*Directions*. Where does the word "anyhow" show up in the data? Please find each such line and copy it.

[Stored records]
use serde::Serialize;
use serde_json::Value;
use sqlx::{FromRow, PgPool, Postgres, Transaction};
use time::{Date, OffsetDateTime};
use uuid::Uuid;

use crate::nutrition::Nutrients;

#[derive(Debug, Clone, Serialize, FromRow)]
pub struct Meal {
    pub id: Uuid,
    pub user_id: Uuid,
    pub title: String,
    pub notes: Option<String>,
    pub meal_type: String,
    pub photo_key: Option<String>,
    pub consumed_on: Date,
    pub created_at: OffsetDateTime,
}

#[derive(Debug, Clone, Serialize, FromRow)]
pub struct MealNutrition {
    #[serde(skip_serializing)]
    pub meal_id: Uuid,
    #[sqlx(flatten)]
    #[serde(flatten)]
    pub nutrients: Nutrients,
    pub micros: Value,
    pub ai_raw: Option<Value>,
    pub created_at: OffsetDateTime,
}

/// List row: meal header plus calories for history views.
#[derive(Debug, Clone, FromRow)]
pub struct MealListRow {
    pub id: Uuid,
    pub title: String,
    pub meal_type: String,
    pub consumed_on: Date,
    pub created_at: OffsetDateTime,
    pub calories: Option<f64>,
}

pub struct NewMeal<'a> {
    pub id: Uuid,
    pub user_id: Uuid,
    pub title: &'a str,
    pub notes: Option<&'a str>,
    pub meal_type: &'a str,
    pub photo_key: Option<&'a str>,
    pub consumed_on: Date,
}

pub async fn insert_meal_tx(
    tx: &mut Transaction<'_, Postgres>,
    new: &NewMeal<'_>,
) -> anyhow::Result<Meal> {
    let meal = sqlx::query_as::<_, Meal>(
        r#"
        INSERT INTO meals (id, user_id, title, notes, meal_type, photo_key, consumed_on)
        VALUES ($1, $2, $3, $4, $5, $6, $7)
        RETURNING id, user_id, title, notes, meal_type, photo_key, consumed_on, created_at
        "#,
    )
    .bind(new.id)
    .bind(new.user_id)
    .bind(new.title)
    .bind(new.notes)
    .bind(new.meal_type)
    .bind(new.photo_key)
    .bind(new.consumed_on)
    .fetch_one(&mut **tx)
    .await?;
    Ok(meal)
}

pub async fn insert_nutrition_tx(
    tx: &mut Transaction<'_, Postgres>,
    meal_id: Uuid,
    nutrients: &Nutrients,
    micros: &Value,
    ai_raw: Option<&Value>,
) -> anyhow::Result<()> {
    sqlx::query(
        r#"
        INSERT INTO meal_nutrition
            (meal_id, calories, protein_g, carbs_g, fat_g, fiber_g, sugar_g, sodium_mg,
             saturated_fat_g, cholesterol_mg, potassium_mg, micros, ai_raw)
        VALUES ($1, $2, $3, $4, $5, $6, $7, $8, $9, $10, $11, $12, $13)
        "#,
    )
    .bind(meal_id)
    .bind(nutrients.calories)
    .bind(nutrients.protein_g)
    .bind(nutrients.carbs_g)
    .bind(nutrients.fat_g)
    .bind(nutrients.fiber_g)
    .bind(nutrients.sugar_g)
    .bind(nutrients.sodium_mg)
    .bind(nutrients.saturated_fat_g)
    .bind(nutrients.cholesterol_mg)
    .bind(nutrients.potassium_mg)
    .bind(micros)
    .bind(ai_raw)
    .execute(&mut **tx)
    .await?;
    Ok(())
}

pub async fn list_by_user(
    db: &PgPool,
    user_id: Uuid,
    limit: i64,
    offset: i64,
) -> anyhow::Result<Vec<MealListRow>> {
    let rows = sqlx::query_as::<_, MealListRow>(
        r#"
        SELECT m.id, m.title, m.meal_type, m.consumed_on, m.created_at, n.calories
        FROM meals m
        LEFT JOIN meal_nutrition n ON n.meal_id = m.id
        WHERE m.user_id = $1
        ORDER BY m.consumed_on DESC, m.created_at DESC
        LIMIT $2 OFFSET $3
        "#,
    )
    .bind(user_id)
    .bind(limit)
    .bind(offset)
    .fetch_all(db)
    .await?;
    Ok(rows)
}

pub async fn list_by_day(db: &PgPool, user_id: Uuid, day: Date) -> anyhow::Result<Vec<MealListRow>> {
    let rows = sqlx::query_as::<_, MealListRow>(
        r#"
        SELECT m.id, m.title, m.meal_type, m.consumed_on, m.created_at, n.calories
        FROM meals m
        LEFT JOIN meal_nutrition n ON n.meal_id = m.id
        WHERE m.user_id = $1 AND m.consumed_on = $2
        ORDER BY m.created_at ASC
        "#,
    )
    .bind(user_id)
    .bind(day)
    .fetch_all(db)
    .await?;
    Ok(rows)
}

pub async fn get_with_nutrition(
    db: &PgPool,
    user_id: Uuid,
    meal_id: Uuid,
) -> anyhow::Result<Option<(Meal, Option<MealNutrition>)>> {
    let meal = sqlx::query_as::<_, Meal>(
        r#"
        SELECT id, user_id, title, notes, meal_type, photo_key, consumed_on, created_at
        FROM meals
        WHERE id = $1 AND user_id = $2
        "#,
    )
    .bind(meal_id)
    .bind(user_id)
    .fetch_optional(db)
    .await?;

    let Some(meal) = meal else {
        return Ok(None);
    };

    let nutrition = sqlx::query_as::<_, MealNutrition>(
        r#"
        SELECT meal_id, calories, protein_g, carbs_g, fat_g, fiber_g, sugar_g, sodium_mg,
               saturated_fat_g, cholesterol_mg, potassium_mg, micros, ai_raw, created_at
        FROM meal_nutrition
        WHERE meal_id = $1
        "#,
    )
    .bind(meal_id)
    .fetch_optional(db)
    .await?;

    Ok(Some((meal, nutrition)))
}

pub async fn get_photo_key(
    db: &PgPool,
    user_id: Uuid,
    meal_id: Uuid,
) -> anyhow::Result<Option<Option<String>>> {
    let row = sqlx::query_as::<_, (Option<String>,)>(
        r#"
        SELECT photo_key
        FROM meals
        WHERE id = $1 AND user_id = $2
        "#,
    )
    .bind(meal_id)
    .bind(user_id)
    .fetch_optional(db)
    .await?;
    Ok(row.map(|(key,)| key))
}

/// Delete a meal owned by the user. Returns the photo key of the deleted
/// row, or `None` when nothing matched. Nutrition rows go with the meal
/// via ON DELETE CASCADE.
pub async fn delete(
    db: &PgPool,
    user_id: Uuid,
    meal_id: Uuid,
) -> anyhow::Result<Option<Option<String>>> {
    let row = sqlx::query_as::<_, (Option<String>,)>(
        r#"
        DELETE FROM meals
        WHERE id = $1 AND user_id = $2
        RETURNING photo_key
        "#,
    )
    .bind(meal_id)
    .bind(user_id)
    .fetch_optional(db)
    .await?;
    Ok(row.map(|(key,)| key))
}

/// Titles of the most recent meals, newest first, for the suggestion prompt.
pub async fn recent_titles(db: &PgPool, user_id: Uuid, limit: i64) -> anyhow::Result<Vec<String>> {
    let titles = sqlx::query_scalar::<_, String>(
        r#"
        SELECT title
        FROM meals
        WHERE user_id = $1
        ORDER BY created_at DESC
        LIMIT $2
        "#,
    )
    .bind(user_id)
    .bind(limit)
    .fetch_all(db)
    .await?;
    Ok(titles)
}
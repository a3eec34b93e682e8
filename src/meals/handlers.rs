use axum::{
    extract::{DefaultBodyLimit, Multipart, Path, Query, State},
    http::StatusCode,
    response::Redirect,
    routing::{delete, get, post},
    Json, Router,
};
use tracing::instrument;
use uuid::Uuid;

use crate::{
    auth::services::AuthUser,
    error::ApiError,
    state::AppState,
};

use super::dto::{CreatedMealResponse, ManualMealRequest, MealDetails, MealListItem, Pagination};
use super::repo;
use super::services::{self, UploadedImage};

const MAX_UPLOAD_BYTES: usize = 16 * 1024 * 1024;

pub fn read_routes() -> Router<AppState> {
    Router::new()
        .route("/meals", get(list_meals))
        .route("/meals/:id", get(get_meal))
        .route("/meals/:id/photo", get(get_photo))
}

pub fn write_routes() -> Router<AppState> {
    Router::new()
        .route("/meals", post(create_meal))
        .route("/meals/manual", post(create_manual_meal))
        .route("/meals/:id", delete(delete_meal))
        .layer(DefaultBodyLimit::max(MAX_UPLOAD_BYTES))
}

#[instrument(skip(state))]
pub async fn list_meals(
    State(state): State<AppState>,
    AuthUser(user_id): AuthUser,
    Query(p): Query<Pagination>,
) -> Result<Json<Vec<MealListItem>>, ApiError> {
    let meals = repo::list_by_user(&state.db, user_id, p.limit, p.offset).await?;
    Ok(Json(meals.into_iter().map(MealListItem::from).collect()))
}

#[instrument(skip(state))]
pub async fn get_meal(
    State(state): State<AppState>,
    AuthUser(user_id): AuthUser,
    Path(id): Path<Uuid>,
) -> Result<Json<MealDetails>, ApiError> {
    let (meal, nutrition) = repo::get_with_nutrition(&state.db, user_id, id)
        .await?
        .ok_or(ApiError::NotFound("meal"))?;
    Ok(Json(MealDetails {
        id: meal.id,
        title: meal.title,
        notes: meal.notes,
        meal_type: meal.meal_type,
        consumed_on: meal.consumed_on,
        created_at: meal.created_at,
        has_photo: meal.photo_key.is_some(),
        nutrition,
    }))
}

/// POST /meals (multipart): `image` plus optional `meal_type` and `notes`.
#[instrument(skip(state, mp))]
pub async fn create_meal(
    State(state): State<AppState>,
    AuthUser(user_id): AuthUser,
    mut mp: Multipart,
) -> Result<(StatusCode, Json<CreatedMealResponse>), ApiError> {
    let mut image: Option<UploadedImage> = None;
    let mut meal_type: Option<String> = None;
    let mut notes: Option<String> = None;

    while let Some(field) = mp
        .next_field()
        .await
        .map_err(|e| ApiError::Validation(format!("invalid multipart body: {e}")))?
    {
        match field.name() {
            Some("image") => {
                let content_type = field
                    .content_type()
                    .unwrap_or("application/octet-stream")
                    .to_string();
                let body = field
                    .bytes()
                    .await
                    .map_err(|e| ApiError::Validation(format!("could not read image: {e}")))?;
                image = Some(UploadedImage { body, content_type });
            }
            Some("meal_type") => {
                meal_type = Some(field.text().await.map_err(|e| {
                    ApiError::Validation(format!("could not read meal_type: {e}"))
                })?);
            }
            Some("notes") => {
                notes = Some(
                    field
                        .text()
                        .await
                        .map_err(|e| ApiError::Validation(format!("could not read notes: {e}")))?,
                );
            }
            _ => {}
        }
    }

    let image = image.ok_or_else(|| ApiError::Validation("image field is required".into()))?;
    let (meal, nutrients) = services::ingest_meal(&state, user_id, image, meal_type, notes).await?;

    Ok((
        StatusCode::CREATED,
        Json(CreatedMealResponse {
            id: meal.id,
            title: meal.title,
            meal_type: meal.meal_type,
            consumed_on: meal.consumed_on,
            created_at: meal.created_at,
            nutrients,
        }),
    ))
}

#[instrument(skip(state, body))]
pub async fn create_manual_meal(
    State(state): State<AppState>,
    AuthUser(user_id): AuthUser,
    Json(body): Json<ManualMealRequest>,
) -> Result<(StatusCode, Json<CreatedMealResponse>), ApiError> {
    let (meal, nutrients) = services::create_manual(&state, user_id, body).await?;
    Ok((
        StatusCode::CREATED,
        Json(CreatedMealResponse {
            id: meal.id,
            title: meal.title,
            meal_type: meal.meal_type,
            consumed_on: meal.consumed_on,
            created_at: meal.created_at,
            nutrients,
        }),
    ))
}

#[instrument(skip(state))]
pub async fn delete_meal(
    State(state): State<AppState>,
    AuthUser(user_id): AuthUser,
    Path(id): Path<Uuid>,
) -> Result<StatusCode, ApiError> {
    services::delete_meal(&state, user_id, id).await?;
    Ok(StatusCode::NO_CONTENT)
}

/// 302 to a short-lived presigned URL for the meal's photo.
#[instrument(skip(state))]
pub async fn get_photo(
    State(state): State<AppState>,
    AuthUser(user_id): AuthUser,
    Path(id): Path<Uuid>,
) -> Result<Redirect, ApiError> {
    let url = services::photo_url(&state, user_id, id).await?;
    Ok(Redirect::temporary(&url))
}
pub mod handlers;
pub mod services;

use crate::state::AppState;
use axum::Router;

pub fn router() -> Router<AppState> {
    Router::new().merge(handlers::routes())
}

*Exercise response*.
) -> anyhow::Result<Meal> {
) -> anyhow::Result<()> {
) -> anyhow::Result<Vec<MealListRow>> {
pub async fn list_by_day(db: &PgPool, user_id: Uuid, day: Date) -> anyhow::Result<Vec<MealListRow>> {
) -> anyhow::Result<Option<(Meal, Option<MealNutrition>)>> {
) -> anyhow::Result<Option<Option<String>>> {
) -> anyhow::Result<Option<Option<String>>> {
pub async fn recent_titles(db: &PgPool, user_id: Uuid, limit: i64) -> anyhow::Result<Vec<String>> {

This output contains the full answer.